The Postcolonial and Post-structuralist conceptual and theoretical interventions in African studies in general and African history in particular enable historians to re-read colonial and cultural encounters with a view to liberate them from the inflexible 'domination and resistance' interpretation that was installed by nationalist historiography in the 1960s.

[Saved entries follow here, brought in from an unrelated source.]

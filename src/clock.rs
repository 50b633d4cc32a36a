use std::cell::UnsafeCell;
use std::sync::atomic::{fence, AtomicBool, AtomicU64, Ordering};

use crate::config::ClockGuard;

/// Monotonic time in seconds, comparable across every process on the host.
pub fn now() -> f64 {
    let mut ts = libc::timespec {
        tv_sec: 0,
        tv_nsec: 0,
    };
    unsafe {
        libc::clock_gettime(libc::CLOCK_MONOTONIC, &mut ts);
    }
    ts.tv_sec as f64 + ts.tv_nsec as f64 / 1_000_000_000.0
}

/// Reference start time shared by every worker of a run.
///
/// Lives in a `MAP_SHARED` mapping so all forked workers see the same
/// instance. Written once by the leader via [`SharedClock::publish`]; a value
/// `<= 0.0` means the leader has not published yet. The `guard` picked at
/// construction decides which fields carry the timestamp:
///
/// ```text
/// Atomic   -> bits   (f64::to_bits, release store / acquire load)
/// Spinlock -> value  (volatile access under `lock`)
/// Barrier  -> value  (volatile access between SeqCst fences)
/// ```
#[repr(C)]
pub struct SharedClock {
    guard: ClockGuard,
    lock: AtomicBool,
    bits: AtomicU64,
    value: UnsafeCell<f64>,
}

// SAFETY: `value` is only touched under `lock` or between full fences.
unsafe impl Sync for SharedClock {}

struct SpinGuard<'a> {
    lock: &'a AtomicBool,
}

impl<'a> SpinGuard<'a> {
    fn acquire(lock: &'a AtomicBool) -> Self {
        while lock
            .compare_exchange_weak(false, true, Ordering::Acquire, Ordering::Relaxed)
            .is_err()
        {
            std::hint::spin_loop();
        }
        SpinGuard { lock }
    }
}

impl Drop for SpinGuard<'_> {
    fn drop(&mut self) {
        self.lock.store(false, Ordering::Release);
    }
}

impl SharedClock {
    pub const fn new(guard: ClockGuard) -> Self {
        Self {
            guard,
            lock: AtomicBool::new(false),
            bits: AtomicU64::new(0),
            value: UnsafeCell::new(0.0),
        }
    }

    pub fn guard(&self) -> ClockGuard {
        self.guard
    }

    /// Publish the reference time. Only the leader calls this, once per run.
    pub fn publish(&self, t: f64) {
        match self.guard {
            ClockGuard::Atomic => self.bits.store(t.to_bits(), Ordering::Release),
            ClockGuard::Spinlock => {
                let _held = SpinGuard::acquire(&self.lock);
                // SAFETY: exclusive access while the spinlock is held.
                unsafe { std::ptr::write_volatile(self.value.get(), t) };
            }
            ClockGuard::Barrier => {
                fence(Ordering::SeqCst);
                // SAFETY: racy by construction; aligned f64 stores do not tear
                // on the 64-bit targets this runs on.
                unsafe { std::ptr::write_volatile(self.value.get(), t) };
                fence(Ordering::SeqCst);
            }
        }
    }

    /// One read of the timestamp with the configured guard.
    pub fn load(&self) -> f64 {
        match self.guard {
            ClockGuard::Atomic => f64::from_bits(self.bits.load(Ordering::Acquire)),
            ClockGuard::Spinlock => {
                let _held = SpinGuard::acquire(&self.lock);
                // SAFETY: exclusive access while the spinlock is held.
                unsafe { std::ptr::read_volatile(self.value.get()) }
            }
            ClockGuard::Barrier => {
                fence(Ordering::SeqCst);
                // SAFETY: see `publish`.
                let t = unsafe { std::ptr::read_volatile(self.value.get()) };
                fence(Ordering::SeqCst);
                t
            }
        }
    }

    pub fn is_set(&self) -> bool {
        self.load() > 0.0
    }

    /// Spin until the leader has published, or until `keep_waiting` returns
    /// false. Returns the last value read, which is `<= 0.0` only when the
    /// wait was abandoned.
    pub fn wait(&self, mut keep_waiting: impl FnMut() -> bool) -> f64 {
        loop {
            let t = self.load();
            if t > 0.0 || !keep_waiting() {
                return t;
            }
            std::hint::spin_loop();
        }
    }
}
//! Connection management.
//!
//! [`Connection::connect`] opens the TCP stream, performs the handshake and
//! then hands the stream and its [`Session`] to a background driver task. The
//! driver is the only code that touches the socket, the receive buffer and
//! the request/subscription tables. Callers reach it through an ordered
//! command channel, so frames hit the wire in the order operations were made.

use crate::error::ClientError;
use crate::session::{
    ChangeCallback, HandshakeResult, PendingRequest, Session, SessionState,
};
use squirreldb_protocol::{
    ClientMessage, Encoding, HandshakeFlags, ServerMessage, DEFAULT_PORT, MAX_PAYLOAD_SIZE,
};
use std::net::{Ipv4Addr, SocketAddr};
use std::sync::atomic::{AtomicU64, AtomicUsize, Ordering};
use std::sync::Arc;
use std::time::Duration;
use tokio::io::{AsyncRead, AsyncReadExt, AsyncWrite, AsyncWriteExt};
use tokio::net::TcpStream;
use tokio::sync::{mpsc, oneshot, watch};

/// Default read buffer size (8 KiB).
pub const DEFAULT_READ_BUFFER_SIZE: usize = 8 * 1024;

/// Minimum read buffer size (1 KiB).
pub const MIN_READ_BUFFER_SIZE: usize = 1024;

/// Maximum read buffer size (1 MiB).
pub const MAX_READ_BUFFER_SIZE: usize = 1024 * 1024;

/// Which payload encodings the client advertises in the handshake.
#[derive(Debug, Clone, Copy, Default, PartialEq, Eq)]
pub enum EncodingPreference {
    /// Advertise MessagePack with JSON as fallback.
    #[default]
    Binary,
    /// Advertise JSON only.
    JsonOnly,
}

impl EncodingPreference {
    pub fn flags(&self) -> HandshakeFlags {
        match self {
            EncodingPreference::Binary => HandshakeFlags::new(true, true),
            EncodingPreference::JsonOnly => HandshakeFlags::new(false, true),
        }
    }
}

/// Connection configuration.
#[derive(Debug, Clone)]
pub struct ConnectionConfig {
    /// Server address.
    pub addr: SocketAddr,
    /// Limit for TCP connect and, separately, for the handshake exchange.
    pub connect_timeout: Duration,
    /// Per-request limit. `None` waits until the response or connection close.
    pub request_timeout: Option<Duration>,
    /// Token sent in the handshake.
    pub auth_token: Option<String>,
    /// Encodings to advertise.
    pub encoding: EncodingPreference,
    /// Read buffer size for socket reads.
    pub read_buffer_size: usize,
    /// Largest inbound payload accepted before the connection is dropped.
    pub max_message_size: u32,
}

impl ConnectionConfig {
    pub fn new(addr: SocketAddr) -> Self {
        Self {
            addr,
            connect_timeout: Duration::from_secs(10),
            request_timeout: None,
            auth_token: None,
            encoding: EncodingPreference::Binary,
            read_buffer_size: DEFAULT_READ_BUFFER_SIZE,
            max_message_size: MAX_PAYLOAD_SIZE,
        }
    }

    pub fn with_connect_timeout(mut self, timeout: Duration) -> Self {
        self.connect_timeout = timeout;
        self
    }

    pub fn with_request_timeout(mut self, timeout: Duration) -> Self {
        self.request_timeout = Some(timeout);
        self
    }

    pub fn with_auth_token(mut self, token: impl Into<String>) -> Self {
        self.auth_token = Some(token.into());
        self
    }

    pub fn with_encoding(mut self, encoding: EncodingPreference) -> Self {
        self.encoding = encoding;
        self
    }

    pub fn with_read_buffer_size(mut self, size: usize) -> Self {
        self.read_buffer_size = size.clamp(MIN_READ_BUFFER_SIZE, MAX_READ_BUFFER_SIZE);
        self
    }

    pub fn with_max_message_size(mut self, size: u32) -> Self {
        self.max_message_size = size;
        self
    }
}

impl Default for ConnectionConfig {
    fn default() -> Self {
        Self::new(SocketAddr::from((Ipv4Addr::LOCALHOST, DEFAULT_PORT)))
    }
}

/// Work handed to the driver task.
enum Command {
    Request {
        message: ClientMessage,
        pending: PendingRequest,
    },
    Cancel {
        id: String,
    },
    Unsubscribe {
        subscription_id: String,
    },
    Close {
        done: oneshot::Sender<()>,
    },
}

/// Handle to an established connection.
///
/// Dropping the handle closes the connection.
pub struct Connection {
    commands: mpsc::UnboundedSender<Command>,
    state: watch::Receiver<SessionState>,
    handshake: HandshakeResult,
    next_id: AtomicU64,
    request_timeout: Option<Duration>,
    active_subscriptions: Arc<AtomicUsize>,
}

/// Removes a local subscription when dropped.
///
/// Holds only a weak command sender, so it never keeps the connection open.
pub(crate) struct SubscriptionGuard {
    commands: mpsc::WeakUnboundedSender<Command>,
    subscription_id: String,
}

impl Drop for SubscriptionGuard {
    fn drop(&mut self) {
        if let Some(commands) = self.commands.upgrade() {
            let _ = commands.send(Command::Unsubscribe {
                subscription_id: std::mem::take(&mut self.subscription_id),
            });
        }
    }
}

impl Connection {
    /// Connects to the server and completes the handshake.
    pub async fn connect(config: ConnectionConfig) -> Result<Self, ClientError> {
        tracing::debug!("Connecting to {}...", config.addr);

        let stream = tokio::time::timeout(config.connect_timeout, TcpStream::connect(config.addr))
            .await
            .map_err(|_| {
                tracing::debug!("Connection timeout");
                ClientError::Timeout
            })?
            .map_err(|e| {
                tracing::debug!("Connection failed: {}", e);
                ClientError::Io(e)
            })?;

        stream.set_nodelay(true).ok();

        Self::establish(stream, config).await
    }

    /// Runs the handshake over an already open stream and starts the driver.
    pub async fn establish<S>(mut stream: S, config: ConnectionConfig) -> Result<Self, ClientError>
    where
        S: AsyncRead + AsyncWrite + Unpin + Send + 'static,
    {
        let mut session = Session::new(config.encoding.flags(), config.max_message_size);

        let hello = session.start_handshake(config.auth_token.as_deref().unwrap_or(""))?;
        stream.write_all(&hello).await?;
        tracing::debug!("Handshake sent ({} bytes), waiting for response...", hello.len());

        let handshake = tokio::time::timeout(
            config.connect_timeout,
            read_handshake(&mut stream, &mut session, config.read_buffer_size),
        )
        .await
        .map_err(|_| {
            tracing::debug!("Handshake timeout");
            ClientError::Timeout
        })??;

        let (commands, command_rx) = mpsc::unbounded_channel();
        let (state_tx, state) = watch::channel(SessionState::Ready);
        let active_subscriptions = Arc::new(AtomicUsize::new(0));
        tokio::spawn(drive(
            stream,
            session,
            command_rx,
            state_tx,
            active_subscriptions.clone(),
            config.read_buffer_size,
        ));

        Ok(Self {
            commands,
            state,
            handshake,
            next_id: AtomicU64::new(1),
            request_timeout: config.request_timeout,
            active_subscriptions,
        })
    }

    /// Allocates a fresh correlation id. Ids are never reused on a connection.
    pub fn next_id(&self) -> String {
        self.next_id.fetch_add(1, Ordering::Relaxed).to_string()
    }

    /// Sends a request and waits for the correlated response.
    pub async fn request(&self, message: ClientMessage) -> Result<ServerMessage, ClientError> {
        self.submit(message, None).await
    }

    /// Sends a subscribe request. `callback` starts receiving changes once the
    /// server acknowledges with `subscribed`.
    pub async fn subscribe(
        &self,
        message: ClientMessage,
        callback: ChangeCallback,
    ) -> Result<ServerMessage, ClientError> {
        self.submit(message, Some(callback)).await
    }

    /// Removes a subscription locally. Later changes for it are dropped.
    pub fn remove_subscription(&self, subscription_id: &str) -> Result<(), ClientError> {
        self.send_command(Command::Unsubscribe {
            subscription_id: subscription_id.to_string(),
        })
    }

    pub(crate) fn subscription_guard(&self, subscription_id: &str) -> SubscriptionGuard {
        SubscriptionGuard {
            commands: self.commands.downgrade(),
            subscription_id: subscription_id.to_string(),
        }
    }

    /// Number of subscriptions currently receiving changes, as of the last
    /// time the driver finished handling a command or read.
    pub fn subscription_count(&self) -> usize {
        self.active_subscriptions.load(Ordering::Relaxed)
    }

    async fn submit(
        &self,
        message: ClientMessage,
        on_subscribed: Option<ChangeCallback>,
    ) -> Result<ServerMessage, ClientError> {
        let id = message.id().to_string();
        let (reply, rx) = oneshot::channel();
        let pending = match on_subscribed {
            Some(callback) => PendingRequest::with_subscription(reply, callback),
            None => PendingRequest::new(reply),
        };

        self.send_command(Command::Request { message, pending })?;

        let outcome = match self.request_timeout {
            Some(limit) => match tokio::time::timeout(limit, rx).await {
                Ok(outcome) => outcome,
                Err(_) => {
                    tracing::debug!("Request id={} timed out", id);
                    let _ = self.send_command(Command::Cancel { id });
                    return Err(ClientError::Timeout);
                }
            },
            None => rx.await,
        };

        outcome.map_err(|_| ClientError::ConnectionClosed)?
    }

    fn send_command(&self, command: Command) -> Result<(), ClientError> {
        self.commands
            .send(command)
            .map_err(|_| ClientError::ConnectionClosed)
    }

    pub fn handshake(&self) -> &HandshakeResult {
        &self.handshake
    }

    pub fn encoding(&self) -> Encoding {
        self.handshake.encoding
    }

    pub fn state(&self) -> SessionState {
        *self.state.borrow()
    }

    /// Returns whether the connection is established.
    pub fn is_connected(&self) -> bool {
        self.state() == SessionState::Ready
    }

    /// Closes the connection, failing every outstanding request.
    pub async fn close(&self) -> Result<(), ClientError> {
        tracing::debug!("Closing connection...");
        let (done, rx) = oneshot::channel();
        if self.send_command(Command::Close { done }).is_ok() {
            let _ = rx.await;
        }
        Ok(())
    }
}

async fn read_handshake<S>(
    stream: &mut S,
    session: &mut Session,
    buffer_size: usize,
) -> Result<HandshakeResult, ClientError>
where
    S: AsyncRead + Unpin,
{
    let mut buf = vec![0u8; buffer_size];
    loop {
        let n = stream.read(&mut buf).await?;
        if n == 0 {
            tracing::debug!("Connection closed during handshake");
            return Err(ClientError::ConnectionClosed);
        }
        if let Some(result) = session.receive_handshake(&buf[..n])? {
            return Ok(result);
        }
    }
}

/// Owns the stream for the rest of the connection's life.
async fn drive<S>(
    mut stream: S,
    mut session: Session,
    mut commands: mpsc::UnboundedReceiver<Command>,
    state: watch::Sender<SessionState>,
    active_subscriptions: Arc<AtomicUsize>,
    buffer_size: usize,
) where
    S: AsyncRead + AsyncWrite + Unpin,
{
    let mut buf = vec![0u8; buffer_size];
    let mut close_ack = None;

    // Frames that arrived together with the handshake response.
    let mut healthy = match session.process_buffered() {
        Ok(_) => true,
        Err(e) => {
            log_receive_error(&e);
            false
        }
    };

    while healthy {
        tokio::select! {
            command = commands.recv() => match command {
                Some(Command::Request { message, pending }) => {
                    if let Some(bytes) = session.begin_request(&message, pending) {
                        if let Err(e) = stream.write_all(&bytes).await {
                            tracing::debug!("Write failed: {}", e);
                            healthy = false;
                        }
                    }
                }
                Some(Command::Cancel { id }) => {
                    session.cancel_request(&id);
                }
                Some(Command::Unsubscribe { subscription_id }) => {
                    session.remove_subscription(&subscription_id);
                }
                Some(Command::Close { done }) => {
                    let _ = stream.shutdown().await;
                    close_ack = Some(done);
                    healthy = false;
                }
                None => {
                    tracing::debug!("Connection handle dropped");
                    let _ = stream.shutdown().await;
                    healthy = false;
                }
            },

            result = stream.read(&mut buf) => match result {
                Ok(0) => {
                    tracing::debug!("Connection closed by server");
                    healthy = false;
                }
                Ok(n) => {
                    if let Err(e) = session.receive(&buf[..n]) {
                        log_receive_error(&e);
                        healthy = false;
                    }
                }
                Err(e) => {
                    tracing::debug!("Read failed: {}", e);
                    healthy = false;
                }
            },
        }

        active_subscriptions.store(session.subscription_count(), Ordering::Relaxed);
    }

    session.close();
    active_subscriptions.store(0, Ordering::Relaxed);
    state.send_replace(SessionState::Closed);

    commands.close();
    while let Ok(command) = commands.try_recv() {
        match command {
            Command::Request { pending, .. } => pending.fail(ClientError::ConnectionClosed),
            Command::Close { done } => {
                let _ = done.send(());
            }
            Command::Cancel { .. } | Command::Unsubscribe { .. } => {}
        }
    }

    if let Some(done) = close_ack {
        let _ = done.send(());
    }
    tracing::debug!("Connection closed");
}

fn log_receive_error(error: &ClientError) {
    match error {
        ClientError::Protocol(e) if e.is_fatal() => {
            tracing::error!("Fatal protocol error: {}", e);
        }
        other => tracing::debug!("Receive failed: {}", other),
    }
}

This article deploys Postcolonial conceptual and theoretical tools to analyse the complex religious encounters that unfolded in the region that was occupied by the Ndebele nation that was built by King Mzilikazi Khumalo prior to the Anglo-Ndebele War of 1893-4 and the subsequent colonisation of the Ndebele-speaking people by the white settlers in 1895. The religious encounters are read as a terrain of meeting of two worldviews- one informed by Victorian capitalist and colonial hegemonic ethos and the other by African communal but equally hegemonic Nguni ideas of assimilation and incorporation. What ensued was uneasy religious dualities, conversations, contestations, blending, interpellation and transformation of consciousness in which only direct colonial conquest resolved the encounter in favour of Christian missionaries. The Gramscian concept of hegemony and Jean and John Comaroff's concept of cultural and colonial encounters are used to assist in teasing out deeper meaning in the encounter between the Ndebele and the early Christian missionaries prior to inscription of settler colonialism in the area lying between the Limpopo and Zambezi Rivers.